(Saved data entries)
┄┄┄┄┄┄┄┄┄┄┄┄┄┄┄┄┄┄┄┄

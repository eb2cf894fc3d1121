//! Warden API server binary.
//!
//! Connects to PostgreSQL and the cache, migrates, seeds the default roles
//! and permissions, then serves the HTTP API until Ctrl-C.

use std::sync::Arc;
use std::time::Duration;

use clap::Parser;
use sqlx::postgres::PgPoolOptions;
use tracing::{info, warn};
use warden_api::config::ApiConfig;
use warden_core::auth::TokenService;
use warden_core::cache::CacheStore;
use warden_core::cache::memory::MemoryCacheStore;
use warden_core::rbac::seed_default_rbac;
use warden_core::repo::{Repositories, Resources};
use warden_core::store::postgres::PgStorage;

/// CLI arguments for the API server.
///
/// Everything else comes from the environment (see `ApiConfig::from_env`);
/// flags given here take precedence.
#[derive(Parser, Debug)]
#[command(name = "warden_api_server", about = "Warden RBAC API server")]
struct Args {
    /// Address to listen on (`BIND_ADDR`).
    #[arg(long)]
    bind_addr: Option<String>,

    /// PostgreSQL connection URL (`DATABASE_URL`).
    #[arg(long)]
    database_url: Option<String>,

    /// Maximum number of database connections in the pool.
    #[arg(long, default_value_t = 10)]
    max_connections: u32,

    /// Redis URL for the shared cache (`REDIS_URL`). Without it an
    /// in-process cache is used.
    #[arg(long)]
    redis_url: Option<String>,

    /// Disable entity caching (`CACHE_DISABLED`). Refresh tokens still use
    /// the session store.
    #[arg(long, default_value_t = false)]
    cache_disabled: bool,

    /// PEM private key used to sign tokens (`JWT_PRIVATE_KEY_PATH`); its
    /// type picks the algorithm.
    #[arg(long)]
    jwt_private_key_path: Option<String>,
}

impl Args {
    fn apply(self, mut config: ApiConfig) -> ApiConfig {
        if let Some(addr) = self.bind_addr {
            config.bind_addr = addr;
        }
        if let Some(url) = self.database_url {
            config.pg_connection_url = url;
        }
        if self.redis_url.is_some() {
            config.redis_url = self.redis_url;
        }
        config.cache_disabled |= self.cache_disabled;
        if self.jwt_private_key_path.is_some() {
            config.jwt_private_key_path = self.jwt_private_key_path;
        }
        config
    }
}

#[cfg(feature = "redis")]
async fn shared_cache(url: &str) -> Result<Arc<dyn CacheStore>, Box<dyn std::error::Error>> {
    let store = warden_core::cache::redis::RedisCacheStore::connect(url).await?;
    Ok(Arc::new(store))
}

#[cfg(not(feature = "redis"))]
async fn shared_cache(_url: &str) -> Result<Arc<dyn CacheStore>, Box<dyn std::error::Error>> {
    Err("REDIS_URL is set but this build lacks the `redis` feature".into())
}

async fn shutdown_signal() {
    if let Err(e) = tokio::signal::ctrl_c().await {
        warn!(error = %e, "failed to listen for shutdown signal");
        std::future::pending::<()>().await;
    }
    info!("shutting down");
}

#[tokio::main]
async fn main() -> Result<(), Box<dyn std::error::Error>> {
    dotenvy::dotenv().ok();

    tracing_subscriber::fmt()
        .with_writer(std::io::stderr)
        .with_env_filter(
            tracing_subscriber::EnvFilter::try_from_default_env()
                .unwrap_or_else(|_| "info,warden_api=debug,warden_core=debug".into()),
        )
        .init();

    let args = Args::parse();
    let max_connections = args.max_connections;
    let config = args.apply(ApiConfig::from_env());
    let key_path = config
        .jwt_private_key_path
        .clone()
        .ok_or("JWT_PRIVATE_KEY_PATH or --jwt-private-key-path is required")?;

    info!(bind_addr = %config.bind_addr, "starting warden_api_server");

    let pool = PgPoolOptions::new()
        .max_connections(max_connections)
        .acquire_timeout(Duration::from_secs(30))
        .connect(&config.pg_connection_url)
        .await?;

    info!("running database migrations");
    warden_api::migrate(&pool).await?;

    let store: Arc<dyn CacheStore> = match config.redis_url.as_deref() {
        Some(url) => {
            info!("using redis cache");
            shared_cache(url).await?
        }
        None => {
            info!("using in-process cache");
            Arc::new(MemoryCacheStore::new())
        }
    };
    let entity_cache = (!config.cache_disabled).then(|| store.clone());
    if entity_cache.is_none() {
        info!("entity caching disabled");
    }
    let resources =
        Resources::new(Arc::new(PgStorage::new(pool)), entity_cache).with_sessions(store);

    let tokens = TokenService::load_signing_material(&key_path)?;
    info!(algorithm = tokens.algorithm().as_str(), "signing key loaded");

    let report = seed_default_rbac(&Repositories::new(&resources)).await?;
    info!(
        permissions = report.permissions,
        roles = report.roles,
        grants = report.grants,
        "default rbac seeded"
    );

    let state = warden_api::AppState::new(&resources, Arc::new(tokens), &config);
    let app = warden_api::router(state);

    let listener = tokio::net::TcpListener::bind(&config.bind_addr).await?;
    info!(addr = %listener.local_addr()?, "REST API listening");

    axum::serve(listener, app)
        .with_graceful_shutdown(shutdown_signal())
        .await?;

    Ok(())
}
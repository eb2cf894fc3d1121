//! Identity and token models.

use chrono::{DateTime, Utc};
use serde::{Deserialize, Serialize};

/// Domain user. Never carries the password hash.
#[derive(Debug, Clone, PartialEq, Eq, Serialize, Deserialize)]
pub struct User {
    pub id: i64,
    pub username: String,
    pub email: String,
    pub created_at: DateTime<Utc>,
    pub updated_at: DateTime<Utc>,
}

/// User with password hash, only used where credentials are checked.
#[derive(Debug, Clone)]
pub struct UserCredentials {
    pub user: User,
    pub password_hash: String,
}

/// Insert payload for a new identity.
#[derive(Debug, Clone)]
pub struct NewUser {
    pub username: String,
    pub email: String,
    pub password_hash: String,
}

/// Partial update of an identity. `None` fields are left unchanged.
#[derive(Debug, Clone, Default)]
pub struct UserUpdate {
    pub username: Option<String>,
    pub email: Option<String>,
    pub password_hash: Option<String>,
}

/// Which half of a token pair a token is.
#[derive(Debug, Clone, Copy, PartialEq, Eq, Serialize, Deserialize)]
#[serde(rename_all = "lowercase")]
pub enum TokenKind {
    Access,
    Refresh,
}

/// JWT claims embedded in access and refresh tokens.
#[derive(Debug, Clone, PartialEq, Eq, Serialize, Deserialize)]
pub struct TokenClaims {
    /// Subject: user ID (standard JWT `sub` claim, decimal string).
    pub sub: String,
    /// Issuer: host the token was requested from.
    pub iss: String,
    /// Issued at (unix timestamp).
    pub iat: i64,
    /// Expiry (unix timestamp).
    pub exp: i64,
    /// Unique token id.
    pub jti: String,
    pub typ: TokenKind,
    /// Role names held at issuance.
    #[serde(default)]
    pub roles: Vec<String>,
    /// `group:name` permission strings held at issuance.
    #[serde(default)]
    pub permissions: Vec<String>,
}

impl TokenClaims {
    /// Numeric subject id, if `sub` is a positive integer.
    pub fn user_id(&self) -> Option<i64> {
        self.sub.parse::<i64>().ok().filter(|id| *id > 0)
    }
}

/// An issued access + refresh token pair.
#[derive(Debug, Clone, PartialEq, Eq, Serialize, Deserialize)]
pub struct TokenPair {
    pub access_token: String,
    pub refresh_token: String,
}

┄┄┄┄┄┄┄┄┄┄┄┄┄┄┄┄┄┄┄┄

** WORK TO BE COMPLETED **
Retype each entry without altering a single word.

** RESULT **
repository eb2cf894fc3d1121
//! Warden API server binary.
//!
//! Connects to PostgreSQL and the cache, migrates, seeds the default roles
//! and permissions, then serves the HTTP API until Ctrl-C.

use std::sync::Arc;
use std::time::Duration;

use clap::Parser;
use sqlx::postgres::PgPoolOptions;
use tracing::{info, warn};
use warden_api::config::ApiConfig;
use warden_core::auth::TokenService;
use warden_core::cache::CacheStore;
use warden_core::cache::memory::MemoryCacheStore;
use warden_core::rbac::seed_default_rbac;
use warden_core::repo::{Repositories, Resources};
use warden_core::store::postgres::PgStorage;

/// CLI arguments for the API server.
///
/// Everything else comes from the environment (see `ApiConfig::from_env`);
/// flags given here take precedence.
#[derive(Parser, Debug)]
#[command(name = "warden_api_server", about = "Warden RBAC API server")]
struct Args {
    /// Address to listen on (`BIND_ADDR`).
    #[arg(long)]
    bind_addr: Option<String>,

    /// PostgreSQL connection URL (`DATABASE_URL`).
    #[arg(long)]
    database_url: Option<String>,

    /// Maximum number of database connections in the pool.
    #[arg(long, default_value_t = 10)]
    max_connections: u32,

    /// Redis URL for the shared cache (`REDIS_URL`). Without it an
    /// in-process cache is used.
    #[arg(long)]
    redis_url: Option<String>,

    /// Disable entity caching (`CACHE_DISABLED`). Refresh tokens still use
    /// the session store.
    #[arg(long, default_value_t = false)]
    cache_disabled: bool,

    /// PEM private key used to sign tokens (`JWT_PRIVATE_KEY_PATH`); its
    /// type picks the algorithm.
    #[arg(long)]
    jwt_private_key_path: Option<String>,
}

impl Args {
    fn apply(self, mut config: ApiConfig) -> ApiConfig {
        if let Some(addr) = self.bind_addr {
            config.bind_addr = addr;
        }
        if let Some(url) = self.database_url {
            config.pg_connection_url = url;
        }
        if self.redis_url.is_some() {
            config.redis_url = self.redis_url;
        }
        config.cache_disabled |= self.cache_disabled;
        if self.jwt_private_key_path.is_some() {
            config.jwt_private_key_path = self.jwt_private_key_path;
        }
        config
    }
}

#[cfg(feature = "redis")]
async fn shared_cache(url: &str) -> Result<Arc<dyn CacheStore>, Box<dyn std::error::Error>> {
    let store = warden_core::cache::redis::RedisCacheStore::connect(url).await?;
    Ok(Arc::new(store))
}

#[cfg(not(feature = "redis"))]
async fn shared_cache(_url: &str) -> Result<Arc<dyn CacheStore>, Box<dyn std::error::Error>> {
    Err("REDIS_URL is set but this build lacks the `redis` feature".into())
}

async fn shutdown_signal() {
    if let Err(e) = tokio::signal::ctrl_c().await {
        warn!(error = %e, "failed to listen for shutdown signal");
        std::future::pending::<()>().await;
    }
    info!("shutting down");
}

#[tokio::main]
async fn main() -> Result<(), Box<dyn std::error::Error>> {
    dotenvy::dotenv().ok();

    tracing_subscriber::fmt()
        .with_writer(std::io::stderr)
        .with_env_filter(
            tracing_subscriber::EnvFilter::try_from_default_env()
                .unwrap_or_else(|_| "info,warden_api=debug,warden_core=debug".into()),
        )
        .init();

    let args = Args::parse();
    let max_connections = args.max_connections;
    let config = args.apply(ApiConfig::from_env());
    let key_path = config
        .jwt_private_key_path
        .clone()
        .ok_or("JWT_PRIVATE_KEY_PATH or --jwt-private-key-path is required")?;

    info!(bind_addr = %config.bind_addr, "starting warden_api_server");

    let pool = PgPoolOptions::new()
        .max_connections(max_connections)
        .acquire_timeout(Duration::from_secs(30))
        .connect(&config.pg_connection_url)
        .await?;

    info!("running database migrations");
    warden_api::migrate(&pool).await?;

    let store: Arc<dyn CacheStore> = match config.redis_url.as_deref() {
        Some(url) => {
            info!("using redis cache");
            shared_cache(url).await?
        }
        None => {
            info!("using in-process cache");
            Arc::new(MemoryCacheStore::new())
        }
    };
    let entity_cache = (!config.cache_disabled).then(|| store.clone());
    if entity_cache.is_none() {
        info!("entity caching disabled");
    }
    let resources =
        Resources::new(Arc::new(PgStorage::new(pool)), entity_cache).with_sessions(store);

    let tokens = TokenService::load_signing_material(&key_path)?;
    info!(algorithm = tokens.algorithm().as_str(), "signing key loaded");

    let report = seed_default_rbac(&Repositories::new(&resources)).await?;
    info!(
        permissions = report.permissions,
        roles = report.roles,
        grants = report.grants,
        "default rbac seeded"
    );

    let state = warden_api::AppState::new(&resources, Arc::new(tokens), &config);
    let app = warden_api::router(state);

    let listener = tokio::net::TcpListener::bind(&config.bind_addr).await?;
    info!(addr = %listener.local_addr()?, "REST API listening");

    axum::serve(listener, app)
        .with_graceful_shutdown(shutdown_signal())
        .await?;

    Ok(())
}
repository eb2cf894fc3d1121
//! Identity and token models.

use chrono::{DateTime, Utc};
use serde::{Deserialize, Serialize};

/// Domain user. Never carries the password hash.
#[derive(Debug, Clone, PartialEq, Eq, Serialize, Deserialize)]
pub struct User {
    pub id: i64,
    pub username: String,
    pub email: String,
    pub created_at: DateTime<Utc>,
    pub updated_at: DateTime<Utc>,
}

/// User with password hash, only used where credentials are checked.
#[derive(Debug, Clone)]
pub struct UserCredentials {
    pub user: User,
    pub password_hash: String,
}

/// Insert payload for a new identity.
#[derive(Debug, Clone)]
pub struct NewUser {
    pub username: String,
    pub email: String,
    pub password_hash: String,
}

/// Partial update of an identity. `None` fields are left unchanged.
#[derive(Debug, Clone, Default)]
pub struct UserUpdate {
    pub username: Option<String>,
    pub email: Option<String>,
    pub password_hash: Option<String>,
}

/// Which half of a token pair a token is.
#[derive(Debug, Clone, Copy, PartialEq, Eq, Serialize, Deserialize)]
#[serde(rename_all = "lowercase")]
pub enum TokenKind {
    Access,
    Refresh,
}

/// JWT claims embedded in access and refresh tokens.
#[derive(Debug, Clone, PartialEq, Eq, Serialize, Deserialize)]
pub struct TokenClaims {
    /// Subject: user ID (standard JWT `sub` claim, decimal string).
    pub sub: String,
    /// Issuer: host the token was requested from.
    pub iss: String,
    /// Issued at (unix timestamp).
    pub iat: i64,
    /// Expiry (unix timestamp).
    pub exp: i64,
    /// Unique token id.
    pub jti: String,
    pub typ: TokenKind,
    /// Role names held at issuance.
    #[serde(default)]
    pub roles: Vec<String>,
    /// `group:name` permission strings held at issuance.
    #[serde(default)]
    pub permissions: Vec<String>,
}

impl TokenClaims {
    /// Numeric subject id, if `sub` is a positive integer.
    pub fn user_id(&self) -> Option<i64> {
        self.sub.parse::<i64>().ok().filter(|id| *id > 0)
    }
}

/// An issued access + refresh token pair.
#[derive(Debug, Clone, PartialEq, Eq, Serialize, Deserialize)]
pub struct TokenPair {
    pub access_token: String,
    pub refresh_token: String,
}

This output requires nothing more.